"Believe me," I'd tell a parent at the beginning of a class session, "He's watching now, but once he sees how his classmates participate, he'll jump in later, I'm sure of it."
"Watch how active her eyes are right now. See how closely she's paying attention? I can tell she's learning, even if she's not playing with us."
"You know, I've been Ayden's teacher for a while now, and I've noticed that there are certain activities he prefers to watch rather than do. That's totally cool--he always has the opportunity to join us, but I really love how much he's supporting his classmates."
"I have to tell you what Sophie did in class! We've been doing this warm-up game for the last three weeks, and she actually did it with us today! It was awesome!"
These are things I've said time and time again to parents who poked their heads in the window of class, and saw what looked like their children not participating in activities. Or parents who saw them doing their own thing during observation days in the middle of the semester. Thing is, everyone's got their own learning style, and sometimes it takes a child a little longer to feel comfortable with an activity. They might have to see other kids do it before feeling like they can jump in themselves.
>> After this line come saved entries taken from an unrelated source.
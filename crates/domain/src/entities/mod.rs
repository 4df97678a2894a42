//! Domain entities - Objects with identity

mod point_of_interest;
mod route;
mod waypoint;

pub use point_of_interest::PointOfInterest;
pub use route::{MIN_ROUTE_WAYPOINTS, Route, ensure_routable};
pub use waypoint::{Waypoint, WaypointKind};
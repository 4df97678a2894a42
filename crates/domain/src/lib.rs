//! Domain layer for Roadtripper
//!
//! Contains the trip-planning data model: geographic points, waypoints,
//! routes, points of interest and cost estimation. This layer performs no
//! I/O; the routing and POI clients build on top of it.

pub mod cost;
pub mod entities;
pub mod errors;
pub mod value_objects;

pub use cost::{CostEstimate, CostFactors, estimate_trip_cost};
pub use entities::*;
pub use errors::DomainError;
pub use value_objects::*;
So, as a teacher, I'm completely cool with observer-learners: the kids who have to hang back for a while to watch instead of participating, so they can become comfortable with what's going on in class. As long as a student is active in their own way, and absorbing what we're doing, its totally fine.
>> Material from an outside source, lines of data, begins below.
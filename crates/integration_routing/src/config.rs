//! Routing service configuration

use std::fmt;

use infrastructure::RetryPolicy;
use serde::{Deserialize, Serialize};

use crate::models::RoutingProfile;

/// Configuration for the OpenRouteService directions client
#[derive(Clone, Serialize, Deserialize)]
pub struct RoutingConfig {
    /// Base URL of the directions API (profile path is appended)
    #[serde(default = "default_base_url")]
    pub base_url: String,

    /// Access token sent in the `Authorization` header
    ///
    /// Empty by default. Without a token no directions request is sent and
    /// every route is the local estimate, which is enough for demos.
    #[serde(default)]
    pub api_key: String,

    /// Request timeout in seconds
    #[serde(default = "default_timeout_secs")]
    pub timeout_secs: u64,

    /// Minimum delay between two outbound requests
    #[serde(default = "default_min_request_interval_ms")]
    pub min_request_interval_ms: u64,

    /// Retries after a rate-limited (429) response
    #[serde(default = "default_max_retries")]
    pub max_retries: u32,

    /// Backoff base; retry n waits base * 2^n
    #[serde(default = "default_backoff_base_ms")]
    pub backoff_base_ms: u64,

    /// Average speed used by the local estimate
    #[serde(default = "default_average_speed_mph")]
    pub average_speed_mph: f64,

    /// Profile used by `calculate_route`
    #[serde(default)]
    pub default_profile: RoutingProfile,

    /// Profiles queried, in order, when looking for alternatives
    #[serde(default = "default_alternative_profiles")]
    pub alternative_profiles: Vec<RoutingProfile>,
}

fn default_base_url() -> String {
    "https://api.openrouteservice.org/v2".to_string()
}

const fn default_timeout_secs() -> u64 {
    15
}

const fn default_min_request_interval_ms() -> u64 {
    1000
}

const fn default_max_retries() -> u32 {
    3
}

const fn default_backoff_base_ms() -> u64 {
    1000
}

const fn default_average_speed_mph() -> f64 {
    50.0
}

fn default_alternative_profiles() -> Vec<RoutingProfile> {
    vec![RoutingProfile::DrivingCar, RoutingProfile::DrivingHgv]
}

impl Default for RoutingConfig {
    fn default() -> Self {
        Self {
            base_url: default_base_url(),
            api_key: String::new(),
            timeout_secs: default_timeout_secs(),
            min_request_interval_ms: default_min_request_interval_ms(),
            max_retries: default_max_retries(),
            backoff_base_ms: default_backoff_base_ms(),
            average_speed_mph: default_average_speed_mph(),
            default_profile: RoutingProfile::default(),
            alternative_profiles: default_alternative_profiles(),
        }
    }
}

impl fmt::Debug for RoutingConfig {
    fn fmt(&self, f: &mut fmt::Formatter<'_>) -> fmt::Result {
        f.debug_struct("RoutingConfig")
            .field("base_url", &self.base_url)
            .field("api_key", &if self.has_api_key() { "[REDACTED]" } else { "" })
            .field("timeout_secs", &self.timeout_secs)
            .field("min_request_interval_ms", &self.min_request_interval_ms)
            .field("max_retries", &self.max_retries)
            .field("backoff_base_ms", &self.backoff_base_ms)
            .field("average_speed_mph", &self.average_speed_mph)
            .field("default_profile", &self.default_profile)
            .field("alternative_profiles", &self.alternative_profiles)
            .finish()
    }
}

impl RoutingConfig {
    /// Create a configuration suitable for testing
    #[must_use]
    pub fn for_testing() -> Self {
        Self {
            api_key: "test-key".to_string(),
            timeout_secs: 5,
            min_request_interval_ms: 0,
            backoff_base_ms: 10,
            ..Default::default()
        }
    }

    /// Check if an access token is configured
    #[must_use]
    pub fn has_api_key(&self) -> bool {
        !self.api_key.trim().is_empty()
    }

    /// Backoff policy derived from this configuration
    #[must_use]
    pub const fn retry_policy(&self) -> RetryPolicy {
        RetryPolicy::new(self.max_retries, self.backoff_base_ms)
    }

    /// Validate the configuration
    ///
    /// # Errors
    ///
    /// Returns an error if the configuration is invalid.
    pub fn validate(&self) -> Result<(), String> {
        if self.base_url.is_empty() {
            return Err("base_url must not be empty".to_string());
        }

        if self.timeout_secs == 0 {
            return Err("timeout_secs must be greater than 0".to_string());
        }

        if !self.average_speed_mph.is_finite() || self.average_speed_mph <= 0.0 {
            return Err("average_speed_mph must be a positive number".to_string());
        }

        if self.max_retries > 10 {
            return Err("max_retries must be 10 or less".to_string());
        }

        Ok(())
    }
}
As a parent, though, it's really flippin' hard! The Kid does a great job participating in school and group activities. He's super-social and crazy-verbal. Until it comes to participation in a story or song. Then, he just shuts down. He sits and sucks his thumb...
...and then comes home and sings me every word of every song, or tells me every word of the story, acting it out with the motions that his teacher taught the class in school that day.
So, I know he's learning. He's watching, actively engaged, absorbing everything, and reviewing it for himself at home. Just like I've told so many parents of my own students. And so I have to let go of the idea that he would just have so much fun if he would just participate. During library story time today, he almost cried when I suggested he get up for the stretching song. Oy.
I feel a little bit stuck in a place where I'm forcing The Kid to do something he doesn't feel comfortable doing, but I know he'll have fun doing. I want him to spread his wings and try new things...but on his own terms. It's hard!
I think back on my own school experience, where I looked around the room to see what other kids were doing before I jumped in. I waited to see if anyone else would raise their hands before I did, partially because I was afraid of being labeled "the smart girl" (which is a topic for another post), and partially because I just wanted to see what everyone else is doing. It's one reason that of all forms of theatre, improv scares me the most: you have to jump in without observing, or else nothing will get done. (Once I'm in an improv game, I love it. The very thought of it gives me the willies, though.)
So, I'm going to nurture my observer-absorber-learner, continue to ask him to sing us the songs Mrs. A teaches in school, and to show us the games the class played. And hope that someday, he feels comfortable enough to jump in and play--without pushing him!